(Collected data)
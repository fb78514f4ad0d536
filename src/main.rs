use anyhow::Result;
use clap::Parser;
use doorsnap::{DoorsnapConfig, DoorsnapOrchestrator};
use tracing::{error, info};

#[derive(Parser, Debug)]
#[command(name = "doorsnap")]
#[command(about = "Door sensor driven photo capture and delivery")]
#[command(version)]
#[command(long_about = "Watches a door contact on a GPIO pin, captures still photos while the \
door is open and shortly after it closes, and delivers them over a messaging transport. \
Replies to an inbound trigger word with a fresh photo.")]
struct Args {
    /// Path to configuration file
    #[arg(short, long, default_value = "doorsnap.toml", help = "Path to TOML configuration file")]
    config: String,

    /// Enable debug logging (most verbose)
    #[arg(short, long, help = "Enable debug level logging")]
    debug: bool,

    /// Enable verbose logging (info level)
    #[arg(short, long, help = "Enable verbose info level logging")]
    verbose: bool,

    /// Enable quiet mode (errors only)
    #[arg(short, long, help = "Enable quiet mode - only log errors")]
    quiet: bool,

    /// Validate configuration and exit
    #[arg(long, help = "Validate configuration file and exit without starting the system")]
    validate_config: bool,

    /// Print default configuration and exit
    #[arg(long, help = "Print default configuration in TOML format and exit")]
    print_config: bool,

    /// Dry run mode - build and probe components but don't start them
    #[arg(long, help = "Build components and probe camera and GPIO, then exit")]
    dry_run: bool,

    /// Drive the door contact from the keyboard instead of GPIO
    #[arg(long, help = "Simulate the door sensor: SPACE toggles, 'c' captures, 'q' quits")]
    simulate: bool,

    /// Override log format (json, pretty, compact)
    #[arg(long, value_name = "FORMAT", help = "Log output format: json, pretty, or compact")]
    log_format: Option<String>,
}

#[tokio::main]
async fn main() -> Result<()> {
    let args = Args::parse();

    if args.print_config {
        print_default_config()?;
        return Ok(());
    }

    init_logging(&args)?;

    info!("Starting doorsnap v{}", env!("CARGO_PKG_VERSION"));
    info!("Configuration file: {}", args.config);

    let config = match DoorsnapConfig::load_from_file(&args.config) {
        Ok(config) => config,
        Err(e) => {
            error!("Failed to load configuration: {}", e);
            return Err(e.into());
        }
    };

    match config.validate() {
        Ok(()) if args.validate_config => {
            info!("Configuration validation successful");
            println!("✓ Configuration is valid");
            return Ok(());
        }
        Ok(()) => {}
        Err(e) => {
            error!("Configuration validation failed: {}", e);
            eprintln!("✗ Configuration validation failed: {}", e);
            std::process::exit(1);
        }
    }

    let orchestrator = if args.simulate {
        DoorsnapOrchestrator::simulated(config).await
    } else {
        DoorsnapOrchestrator::new(config).await
    };
    let mut orchestrator = orchestrator.map_err(|e| {
        error!("Failed to create orchestrator: {}", e);
        e
    })?;

    orchestrator.initialize().await.map_err(|e| {
        error!("Failed to initialize system: {}", e);
        e
    })?;

    if args.dry_run {
        orchestrator.probe().await.map_err(|e| {
            error!("Dry run failed: {}", e);
            e
        })?;
        info!("Dry run mode - components probed but not started");
        println!("✓ Dry run completed successfully - camera and GPIO are usable");
        return Ok(());
    }

    if let Err(e) = orchestrator.start().await {
        error!("Failed to start system: {}", e);
        // Leave the terminal and transport in a sane state before exiting
        let _ = orchestrator.shutdown().await;
        return Err(e.into());
    }

    let exit_code = orchestrator.run().await.map_err(|e| {
        error!("System error during execution: {}", e);
        e
    })?;

    info!("doorsnap exited with code: {}", exit_code);
    std::process::exit(exit_code);
}

fn init_logging(args: &Args) -> Result<()> {
    use tracing_subscriber::{fmt, layer::SubscriberExt, util::SubscriberInitExt, EnvFilter, Layer};

    let log_level = if args.debug {
        "debug"
    } else if args.verbose {
        "info"
    } else if args.quiet {
        "error"
    } else {
        "warn"
    };

    let env_filter = EnvFilter::try_from_default_env()
        .unwrap_or_else(|_| EnvFilter::new(format!("doorsnap={}", log_level)));

    let fmt_layer = match args.log_format.as_deref() {
        Some("json") => fmt::layer()
            .json()
            .with_target(true)
            .with_thread_ids(true)
            .with_file(true)
            .with_line_number(true)
            .boxed(),
        Some("compact") => fmt::layer()
            .compact()
            .with_target(false)
            .with_thread_ids(false)
            .with_file(false)
            .with_line_number(false)
            .boxed(),
        Some("pretty") | None => fmt::layer()
            .pretty()
            .with_target(true)
            .with_thread_ids(args.debug)
            .with_file(args.debug)
            .with_line_number(args.debug)
            .boxed(),
        Some(format) => {
            eprintln!("Warning: Unknown log format '{}', using default", format);
            fmt::layer()
                .with_target(true)
                .with_thread_ids(args.debug)
                .with_file(args.debug)
                .with_line_number(args.debug)
                .boxed()
        }
    };

    tracing_subscriber::registry()
        .with(fmt_layer)
        .with(env_filter)
        .init();

    Ok(())
}

/// Print default configuration in TOML format
fn print_default_config() -> Result<()> {
    println!("# doorsnap configuration file");
    println!("# Every key is optional; environment variables override it, e.g.");
    println!("# DOORSNAP_TRANSPORT__BOT_TOKEN=123:abc");
    println!();
    println!("{}", toml::to_string_pretty(&DoorsnapConfig::default())?);
    Ok(())
}
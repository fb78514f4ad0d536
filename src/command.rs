//! Inbound "take a photo" command: capture once and reply to whoever asked.

use crate::capture::{CaptureOutcome, CaptureRunner, CaptureTrigger};
use crate::config::CommandConfig;
use crate::events::{DoorEvent, EventBus};
use crate::transport::{InboundMessage, TransportAdapter};
use std::sync::Arc;
use tracing::{debug, info, warn};

pub struct CommandTrigger {
    trigger_word: String,
    ack_text: String,
    failure_text: String,
    runner: Arc<dyn CaptureRunner>,
    transport: Arc<TransportAdapter>,
    event_bus: Arc<EventBus>,
}

impl CommandTrigger {
    pub fn new(
        config: &CommandConfig,
        runner: Arc<dyn CaptureRunner>,
        transport: Arc<TransportAdapter>,
        event_bus: Arc<EventBus>,
    ) -> Self {
        Self {
            trigger_word: config.trigger_word.to_lowercase(),
            ack_text: config.ack_text.clone(),
            failure_text: config.failure_text.clone(),
            runner,
            transport,
            event_bus,
        }
    }

    /// Whole-message, case-insensitive comparison with the trigger word
    pub fn matches(&self, text: &str) -> bool {
        text.to_lowercase() == self.trigger_word
    }

    /// Handle one inbound message; returns `None` when it was not a command.
    ///
    /// Runs regardless of door state. The photo goes to the sender, never to
    /// the fixed sensor-path recipient.
    pub async fn handle(&self, message: InboundMessage) -> Option<CaptureOutcome> {
        if !self.matches(&message.text) {
            debug!("Ignoring message from {}", message.sender);
            return None;
        }

        info!("Photo requested by {}", message.sender);
        let _ = self.event_bus.publish(DoorEvent::CommandReceived {
            sender: message.sender.to_string(),
        });

        if let Err(e) = self.transport.send_text(&message.sender, &self.ack_text).await {
            warn!("Failed to acknowledge command from {}: {}", message.sender, e);
        }

        let outcome = self
            .runner
            .run_once(&message.sender, CaptureTrigger::Command)
            .await;

        if !outcome.is_delivered() {
            if let Err(e) = self
                .transport
                .send_text(&message.sender, &self.failure_text)
                .await
            {
                warn!("Failed to send failure notice to {}: {}", message.sender, e);
            }
        }

        Some(outcome)
    }

    /// Register with the adapter; each matching message is handled on its own task
    pub fn attach(self: &Arc<Self>, transport: &TransportAdapter) {
        let trigger = Arc::clone(self);
        transport.on_inbound_message(move |message| {
            let trigger = Arc::clone(&trigger);
            tokio::spawn(async move {
                trigger.handle(message).await;
            });
        });
    }
}

#[cfg(test)]
mod tests {
    use super::*;
    use crate::config::DoorsnapConfig;
    use crate::transport::{MockTransport, Recipient};
    use async_trait::async_trait;
    use parking_lot::Mutex;
    use std::time::Duration;

    struct ScriptedRunner {
        succeed: bool,
        calls: Mutex<Vec<(Recipient, CaptureTrigger)>>,
    }

    #[async_trait]
    impl CaptureRunner for ScriptedRunner {
        async fn run_once(&self, recipient: &Recipient, trigger: CaptureTrigger) -> CaptureOutcome {
            self.calls.lock().push((recipient.clone(), trigger));
            if self.succeed {
                CaptureOutcome::Delivered {
                    photo: "photo_x.jpeg".to_string(),
                    attempts: 1,
                }
            } else {
                CaptureOutcome::CaptureFailed {
                    error: "camera unplugged".to_string(),
                }
            }
        }
    }

    async fn setup(
        succeed: bool,
    ) -> (Arc<CommandTrigger>, Arc<ScriptedRunner>, Arc<MockTransport>, Arc<TransportAdapter>) {
        let runner = Arc::new(ScriptedRunner {
            succeed,
            calls: Mutex::new(Vec::new()),
        });
        let mock = Arc::new(MockTransport::new());
        let adapter = Arc::new(TransportAdapter::new(mock.clone()));
        adapter.start().await.unwrap();
        adapter.wait_ready(Duration::from_secs(1)).await.unwrap();

        let config = DoorsnapConfig::default().command;
        let trigger = Arc::new(CommandTrigger::new(
            &config,
            runner.clone(),
            adapter.clone(),
            Arc::new(EventBus::new(16)),
        ));
        (trigger, runner, mock, adapter)
    }

    fn message(text: &str, sender: &str) -> InboundMessage {
        InboundMessage {
            text: text.to_string(),
            sender: Recipient::new(sender),
        }
    }

    #[tokio::test]
    async fn test_trigger_word_is_case_insensitive_exact_match() {
        let (trigger, _, _, _) = setup(true).await;
        assert!(trigger.matches("cam"));
        assert!(trigger.matches("CAM"));
        assert!(trigger.matches("Cam"));
        assert!(!trigger.matches("camera"));
        assert!(!trigger.matches("take cam"));
        assert!(!trigger.matches(""));
    }

    #[tokio::test]
    async fn test_command_replies_to_sender() {
        let (trigger, runner, mock, _) = setup(true).await;

        let outcome = trigger.handle(message("Cam", "chat-7")).await;
        assert!(outcome.unwrap().is_delivered());

        let calls = runner.calls.lock().clone();
        assert_eq!(calls, vec![(Recipient::new("chat-7"), CaptureTrigger::Command)]);
        assert_eq!(
            mock.texts(),
            vec![(Recipient::new("chat-7"), "Taking photo...".to_string())]
        );
    }

    #[tokio::test]
    async fn test_failed_capture_sends_failure_notice() {
        let (trigger, _, mock, _) = setup(false).await;

        let outcome = trigger.handle(message("cam", "chat-9")).await.unwrap();
        assert!(!outcome.is_delivered());

        let texts: Vec<String> = mock.texts().into_iter().map(|(_, text)| text).collect();
        assert_eq!(
            texts,
            vec![
                "Taking photo...".to_string(),
                "Sorry, there was an error taking the photo.".to_string()
            ]
        );
    }

    #[tokio::test]
    async fn test_other_messages_are_ignored() {
        let (trigger, runner, mock, _) = setup(true).await;
        assert!(trigger.handle(message("hello", "chat-1")).await.is_none());
        assert!(runner.calls.lock().is_empty());
        assert!(mock.texts().is_empty());
    }

    #[tokio::test]
    async fn test_attached_trigger_handles_inbound_messages() {
        let (trigger, runner, mock, adapter) = setup(true).await;
        trigger.attach(&adapter);

        mock.emit_message("CAM", "chat-3").await;
        for _ in 0..20 {
            if !runner.calls.lock().is_empty() {
                break;
            }
            tokio::time::sleep(Duration::from_millis(5)).await;
        }

        assert_eq!(runner.calls.lock().len(), 1);
    }
}
use super::{CameraDevice, FswebcamCamera};
use crate::config::{CameraBackend, CameraConfig};
use crate::error::{DoorsnapError, Result};
use std::sync::Arc;

/// Builder selecting the configured camera backend
pub struct CameraBuilder {
    config: Option<CameraConfig>,
}

impl CameraBuilder {
    pub fn new() -> Self {
        Self { config: None }
    }

    pub fn config(mut self, config: CameraConfig) -> Self {
        self.config = Some(config);
        self
    }

    pub fn build(self) -> Result<Arc<dyn CameraDevice>> {
        let config = self
            .config
            .ok_or_else(|| DoorsnapError::system("Camera configuration must be specified"))?;

        match config.backend {
            CameraBackend::Fswebcam => Ok(Arc::new(FswebcamCamera::new(&config)?)),
            CameraBackend::Gstreamer => build_gstreamer(&config),
        }
    }
}

impl Default for CameraBuilder {
    fn default() -> Self {
        Self::new()
    }
}

#[cfg(all(feature = "camera_gstreamer", target_os = "linux"))]
fn build_gstreamer(config: &CameraConfig) -> Result<Arc<dyn CameraDevice>> {
    Ok(Arc::new(super::GstreamerCamera::new(config)?))
}

#[cfg(not(all(feature = "camera_gstreamer", target_os = "linux")))]
fn build_gstreamer(_config: &CameraConfig) -> Result<Arc<dyn CameraDevice>> {
    Err(crate::error::CameraError::BackendUnavailable("gstreamer".to_string()).into())
}
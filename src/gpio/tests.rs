use super::*;

#[test]
fn test_mock_io_replays_script_then_holds() {
    let io = MockIo::new(Level::High);
    io.push_read(Level::Low);
    io.push_read_error();
    io.push_read(Level::Low);

    assert_eq!(io.read_pin(17).unwrap(), Level::Low);
    assert!(io.read_pin(17).is_err());
    assert_eq!(io.read_pin(17).unwrap(), Level::Low);
    // Queue drained: last successful level repeats
    assert_eq!(io.read_pin(17).unwrap(), Level::Low);

    io.set_level(Level::High);
    assert_eq!(io.read_pin(17).unwrap(), Level::High);
}

#[test]
fn test_mock_io_records_writes_and_bias() {
    let io = MockIo::new(Level::Low);
    io.setup_input(17, Bias::PullUp).unwrap();
    io.write_pin(27, Level::High).unwrap();
    io.write_pin(27, Level::Low).unwrap();

    assert_eq!(io.input_bias(17), Some(Bias::PullUp));
    assert_eq!(io.writes(), vec![(27, Level::High), (27, Level::Low)]);
}

#[test]
fn test_simulator_respects_polarity() {
    let simulator = KeyboardDoorSimulator::new(Level::Low);
    assert_eq!(simulator.read_pin(17).unwrap(), Level::High);

    assert!(simulator.toggle());
    assert_eq!(simulator.read_pin(17).unwrap(), Level::Low);

    assert!(!simulator.toggle());
    assert_eq!(simulator.read_pin(17).unwrap(), Level::High);

    let inverted = KeyboardDoorSimulator::new(Level::High);
    inverted.toggle();
    assert_eq!(inverted.read_pin(4).unwrap(), Level::High);
}

#[test]
fn test_simulator_clone_shares_door_state() {
    let simulator = KeyboardDoorSimulator::new(Level::Low);
    let keyboard_side = simulator.clone();

    assert!(keyboard_side.toggle());
    assert!(simulator.is_door_open());
    assert_eq!(simulator.read_pin(17).unwrap(), Level::Low);
}

#[test]
fn test_level_serde_names() {
    let level: Level = serde_json::from_str("\"low\"").unwrap();
    assert_eq!(level, Level::Low);
    let bias: Bias = serde_json::from_str("\"pull_down\"").unwrap();
    assert_eq!(bias, Bias::PullDown);
}
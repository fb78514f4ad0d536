//! Telegram Bot API transport using teloxide long-polling.

use super::{InboundMessage, MediaPayload, Recipient, Transport, TransportEvent};
use crate::config::TransportConfig;
use crate::error::TransportError;
use async_trait::async_trait;
use teloxide::prelude::*;
use teloxide::types::{ChatId, InputFile};
use tokio::sync::mpsc;
use tokio_util::sync::CancellationToken;
use tracing::{debug, info, warn};

pub struct TelegramTransport {
    bot: Bot,
    cancel_token: CancellationToken,
}

impl TelegramTransport {
    pub fn new(config: &TransportConfig) -> Result<Self, TransportError> {
        let token = config
            .bot_token
            .as_deref()
            .map(str::trim)
            .filter(|t| !t.is_empty())
            .ok_or_else(|| TransportError::Config("telegram bot_token is required".to_string()))?;

        Ok(Self {
            bot: Bot::new(token),
            cancel_token: CancellationToken::new(),
        })
    }

    fn chat_id(recipient: &Recipient) -> Result<ChatId, TransportError> {
        recipient
            .as_str()
            .trim()
            .parse::<i64>()
            .map(ChatId)
            .map_err(|_| TransportError::InvalidRecipient(recipient.to_string()))
    }
}

#[async_trait]
impl Transport for TelegramTransport {
    fn name(&self) -> &'static str {
        "telegram"
    }

    async fn start(&self, events: mpsc::Sender<TransportEvent>) -> Result<(), TransportError> {
        use teloxide::dispatching::{Dispatcher, UpdateFilterExt};
        use teloxide::types::{Message, Update};

        let me = self
            .bot
            .get_me()
            .await
            .map_err(|e| TransportError::Startup(format!("bot authentication failed: {}", e)))?;
        info!("Authenticated as @{}", me.username());

        // Users open this link and press Start to pair a chat with the bot
        let link = format!("https://t.me/{}", me.username());
        let _ = events.send(TransportEvent::PairingChallenge(link)).await;
        let _ = events.send(TransportEvent::Ready).await;

        let bot = self.bot.clone();
        let cancel = self.cancel_token.clone();

        tokio::spawn(async move {
            let handler = Update::filter_message().endpoint(move |msg: Message, _bot: Bot| {
                let tx = events.clone();
                async move {
                    if let Some(text) = msg.text() {
                        let inbound = InboundMessage {
                            text: text.to_string(),
                            sender: Recipient::new(msg.chat.id.0.to_string()),
                        };
                        if tx.send(TransportEvent::InboundMessage(inbound)).await.is_err() {
                            debug!("Inbound message dropped, adapter stopped");
                        }
                    }
                    Ok::<(), Box<dyn std::error::Error + Send + Sync>>(())
                }
            });

            let mut dispatcher = Dispatcher::builder(bot, handler).build();
            let shutdown_token = dispatcher.shutdown_token();

            tokio::spawn(async move {
                cancel.cancelled().await;
                if shutdown_token.shutdown().is_err() {
                    warn!("Telegram dispatcher was not running at shutdown");
                }
            });

            dispatcher.dispatch().await;
            debug!("Telegram dispatcher exited");
        });

        Ok(())
    }

    async fn stop(&self) -> Result<(), TransportError> {
        self.cancel_token.cancel();
        Ok(())
    }

    async fn send_text(&self, recipient: &Recipient, text: &str) -> Result<(), TransportError> {
        let chat_id = Self::chat_id(recipient)?;
        self.bot
            .send_message(chat_id, text)
            .await
            .map_err(|e| TransportError::SendFailed {
                recipient: recipient.to_string(),
                details: e.to_string(),
            })?;
        Ok(())
    }

    async fn send_media(
        &self,
        recipient: &Recipient,
        media: &MediaPayload,
    ) -> Result<(), TransportError> {
        let chat_id = Self::chat_id(recipient)?;
        let photo = InputFile::memory(media.bytes.clone()).file_name(media.file_name.clone());

        let mut request = self.bot.send_photo(chat_id, photo);
        if let Some(caption) = &media.caption {
            request = request.caption(caption.clone());
        }

        request.await.map_err(|e| TransportError::SendFailed {
            recipient: recipient.to_string(),
            details: e.to_string(),
        })?;
        Ok(())
    }
}
use std::time::Duration;
use thiserror::Error;

#[derive(Error, Debug)]
pub enum DoorsnapError {
    #[error("Configuration error: {0}")]
    Config(#[from] config::ConfigError),

    #[error("IO error: {0}")]
    Io(#[from] std::io::Error),

    #[error("GPIO error: {0}")]
    Gpio(#[from] GpioError),

    #[error("Camera error: {0}")]
    Camera(#[from] CameraError),

    #[error("Transport error: {0}")]
    Transport(#[from] TransportError),

    #[error("Event bus error: {0}")]
    EventBus(#[from] EventBusError),

    #[error("Setup failed in {component}: {message}")]
    Setup { component: String, message: String },

    #[error("System error: {message}")]
    System { message: String },

    #[error("Component error in {component}: {message}")]
    Component { component: String, message: String },
}

impl DoorsnapError {
    pub fn system<S: Into<String>>(message: S) -> Self {
        Self::System {
            message: message.into(),
        }
    }

    pub fn component<S: Into<String>>(component: S, message: S) -> Self {
        Self::Component {
            component: component.into(),
            message: message.into(),
        }
    }

    pub fn setup<C: Into<String>, M: Into<String>>(component: C, message: M) -> Self {
        Self::Setup {
            component: component.into(),
            message: message.into(),
        }
    }

    /// Whether this error must abort startup rather than be logged and skipped
    pub fn is_fatal(&self) -> bool {
        matches!(
            self,
            DoorsnapError::Config(_) | DoorsnapError::Setup { .. } | DoorsnapError::System { .. }
        )
    }
}

/// Digital I/O driver errors
#[derive(Error, Debug)]
pub enum GpioError {
    #[error("GPIO controller unavailable: {details}")]
    Unavailable { details: String },

    #[error("Pin {pin} is not configured as {direction}")]
    NotConfigured { pin: u8, direction: &'static str },

    #[error("Failed to read pin {pin}: {details}")]
    Read { pin: u8, details: String },

    #[error("Failed to write pin {pin}: {details}")]
    Write { pin: u8, details: String },
}

/// Camera device errors
#[derive(Error, Debug)]
pub enum CameraError {
    #[error("Failed to open camera device {device}: {details}")]
    DeviceOpen { device: String, details: String },

    #[error("Capture failed: {details}")]
    CaptureFailed { details: String },

    #[error("Capture timed out after {0:?}")]
    Timeout(Duration),

    #[error("Capture produced no image at {path}")]
    EmptyImage { path: String },

    #[error("Camera backend {0} is not available in this build")]
    BackendUnavailable(String),

    #[error("Camera IO error: {0}")]
    Io(#[from] std::io::Error),
}

/// Messaging transport errors
#[derive(Error, Debug)]
pub enum TransportError {
    #[error("Transport configuration error: {0}")]
    Config(String),

    #[error("Transport failed to start: {0}")]
    Startup(String),

    #[error("Transport is not ready")]
    NotReady,

    #[error("Invalid recipient {0}")]
    InvalidRecipient(String),

    #[error("Failed to send to {recipient}: {details}")]
    SendFailed { recipient: String, details: String },
}

/// Event bus errors
#[derive(Error, Debug)]
pub enum EventBusError {
    #[error("Failed to publish event: {details}")]
    PublishFailed { details: String },

    #[error("Receiver lagged behind by {skipped} events")]
    Lagged { skipped: u64 },

    #[error("Event channel closed")]
    ChannelClosed,
}

pub type Result<T> = std::result::Result<T, DoorsnapError>;
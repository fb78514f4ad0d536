use super::{ComponentState, DoorsnapOrchestrator};
use crate::capture::CaptureStats;
use crate::session::SessionSnapshot;
use std::collections::HashMap;
use tracing::debug;

impl DoorsnapOrchestrator {
    /// Update component state
    pub async fn set_component_state(&self, component: &str, state: ComponentState) {
        let mut states = self.component_states.lock().await;
        states.insert(component.to_string(), state.clone());
        debug!("Component '{}' state changed to: {:?}", component, state);
    }

    /// Get component state
    pub async fn get_component_state(&self, component: &str) -> Option<ComponentState> {
        let states = self.component_states.lock().await;
        states.get(component).cloned()
    }

    /// Get all component states
    pub async fn get_all_component_states(&self) -> HashMap<String, ComponentState> {
        let states = self.component_states.lock().await;
        states.clone()
    }

    pub fn capture_stats(&self) -> CaptureStats {
        self.pipeline.stats()
    }

    pub fn session_snapshot(&self) -> SessionSnapshot {
        self.session.snapshot()
    }
}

[WORK ORDER] Find the word "GpioError" in the entries above and gather every line that holds it.

[YOUR RESPONSE]
    Gpio(#[from] GpioError),
pub enum GpioError {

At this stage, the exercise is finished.